* _TASK PROMPT_
Please set down each line of the data again, unchanged.

◇ ◇ ◇ ◇ ◇ ◇ ◇

//! Shared runtime pieces for dirhash: directory snapshots feeding the Merkle
//! tree, the watch loop's root tracking, and environment configuration.

pub mod config;
pub mod error;
pub mod snapshot;
pub mod watch;

pub use config::DirhashConfig;
pub use error::{CoreError, CoreResult};
pub use snapshot::Snapshot;
pub use watch::{snapshot_root, RootChange, WatchState, Watcher};
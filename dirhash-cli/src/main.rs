//! dirhash - Merkle roots and membership proofs for directory contents
//!
//! Commands:
//! - `watch`: report the folder's Merkle root whenever it changes
//! - `proof`: prove a file content is part of the folder and check it against a root
//! - `visualize`: print the folder's Merkle tree
//! - `root`: print the folder's current Merkle root once

mod commands;

use std::path::PathBuf;

use anyhow::Result;
use clap::{Parser, Subcommand};
use dirhash_core::DirhashConfig;
use tracing_subscriber::EnvFilter;

#[derive(Parser)]
#[command(name = "dirhash")]
#[command(author, version, about = "Merkle roots and membership proofs for directory contents")]
struct Cli {
    #[command(subcommand)]
    command: Commands,
}

#[derive(Subcommand)]
pub enum Commands {
    /// Poll a folder and report its Merkle root on every change
    Watch {
        /// Folder to watch
        folder: PathBuf,

        /// Polling interval in milliseconds (overrides DIRHASH_POLL_INTERVAL_MS)
        #[arg(long)]
        interval_ms: Option<u64>,
    },

    /// Generate a proof for a value and verify it against an expected root
    Proof {
        /// Folder whose files form the tree leaves
        folder: PathBuf,

        /// Exact file content to prove
        value: String,

        /// Expected Merkle root as hex
        expected_root: String,

        /// Print the result as JSON
        #[arg(long)]
        json: bool,
    },

    /// Print the Merkle tree of a folder
    Visualize {
        /// Folder to render
        folder: PathBuf,
    },

    /// Print the current Merkle root of a folder
    Root {
        /// Folder to hash
        folder: PathBuf,
    },
}

fn init_tracing(config: &DirhashConfig) {
    let filter = EnvFilter::try_new(&config.log_level).unwrap_or_else(|_| EnvFilter::new("info"));
    // Logs go to stderr so stdout stays machine-readable
    tracing_subscriber::fmt()
        .with_env_filter(filter)
        .with_target(false)
        .with_writer(std::io::stderr)
        .init();
}

#[tokio::main]
async fn main() -> Result<()> {
    let cli = Cli::parse();

    let mut config = DirhashConfig::from_env();
    if let Commands::Watch { interval_ms, .. } = &cli.command {
        config = config.with_poll_interval_ms(*interval_ms);
    }

    init_tracing(&config);
    config.validate()?;

    if !config.color {
        colored::control::set_override(false);
    }

    match cli.command {
        Commands::Watch { folder, .. } => commands::watch::handle(folder, &config).await,
        Commands::Proof {
            folder,
            value,
            expected_root,
            json,
        } => commands::proof::handle(&folder, &value, &expected_root, json),
        Commands::Visualize { folder } => commands::visualize::handle(&folder),
        Commands::Root { folder } => commands::root::handle(&folder),
    }
}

◇ ◇ ◇ ◇ ◇ ◇ ◇

* _RESULT OF THE EXERCISE_
//! Shared runtime pieces for dirhash: directory snapshots feeding the Merkle
//! tree, the watch loop's root tracking, and environment configuration.

pub mod config;
pub mod error;
pub mod snapshot;
pub mod watch;

pub use config::DirhashConfig;
pub use error::{CoreError, CoreResult};
pub use snapshot::Snapshot;
pub use watch::{snapshot_root, RootChange, WatchState, Watcher};
filename dirhash-cli/src/main.rs
//! dirhash - Merkle roots and membership proofs for directory contents
//!
//! Commands:
//! - `watch`: report the folder's Merkle root whenever it changes
//! - `proof`: prove a file content is part of the folder and check it against a root
//! - `visualize`: print the folder's Merkle tree
//! - `root`: print the folder's current Merkle root once

mod commands;

use std::path::PathBuf;

use anyhow::Result;
use clap::{Parser, Subcommand};
use dirhash_core::DirhashConfig;
use tracing_subscriber::EnvFilter;

#[derive(Parser)]
#[command(name = "dirhash")]
#[command(author, version, about = "Merkle roots and membership proofs for directory contents")]
struct Cli {
    #[command(subcommand)]
    command: Commands,
}

#[derive(Subcommand)]
pub enum Commands {
    /// Poll a folder and report its Merkle root on every change
    Watch {
        /// Folder to watch
        folder: PathBuf,

        /// Polling interval in milliseconds (overrides DIRHASH_POLL_INTERVAL_MS)
        #[arg(long)]
        interval_ms: Option<u64>,
    },

    /// Generate a proof for a value and verify it against an expected root
    Proof {
        /// Folder whose files form the tree leaves
        folder: PathBuf,

        /// Exact file content to prove
        value: String,

        /// Expected Merkle root as hex
        expected_root: String,

        /// Print the result as JSON
        #[arg(long)]
        json: bool,
    },

    /// Print the Merkle tree of a folder
    Visualize {
        /// Folder to render
        folder: PathBuf,
    },

    /// Print the current Merkle root of a folder
    Root {
        /// Folder to hash
        folder: PathBuf,
    },
}

fn init_tracing(config: &DirhashConfig) {
    let filter = EnvFilter::try_new(&config.log_level).unwrap_or_else(|_| EnvFilter::new("info"));
    // Logs go to stderr so stdout stays machine-readable
    tracing_subscriber::fmt()
        .with_env_filter(filter)
        .with_target(false)
        .with_writer(std::io::stderr)
        .init();
}

#[tokio::main]
async fn main() -> Result<()> {
    let cli = Cli::parse();

    let mut config = DirhashConfig::from_env();
    if let Commands::Watch { interval_ms, .. } = &cli.command {
        config = config.with_poll_interval_ms(*interval_ms);
    }

    init_tracing(&config);
    config.validate()?;

    if !config.color {
        colored::control::set_override(false);
    }

    match cli.command {
        Commands::Watch { folder, .. } => commands::watch::handle(folder, &config).await,
        Commands::Proof {
            folder,
            value,
            expected_root,
            json,
        } => commands::proof::handle(&folder, &value, &expected_root, json),
        Commands::Visualize { folder } => commands::visualize::handle(&folder),
        Commands::Root { folder } => commands::root::handle(&folder),
    }
}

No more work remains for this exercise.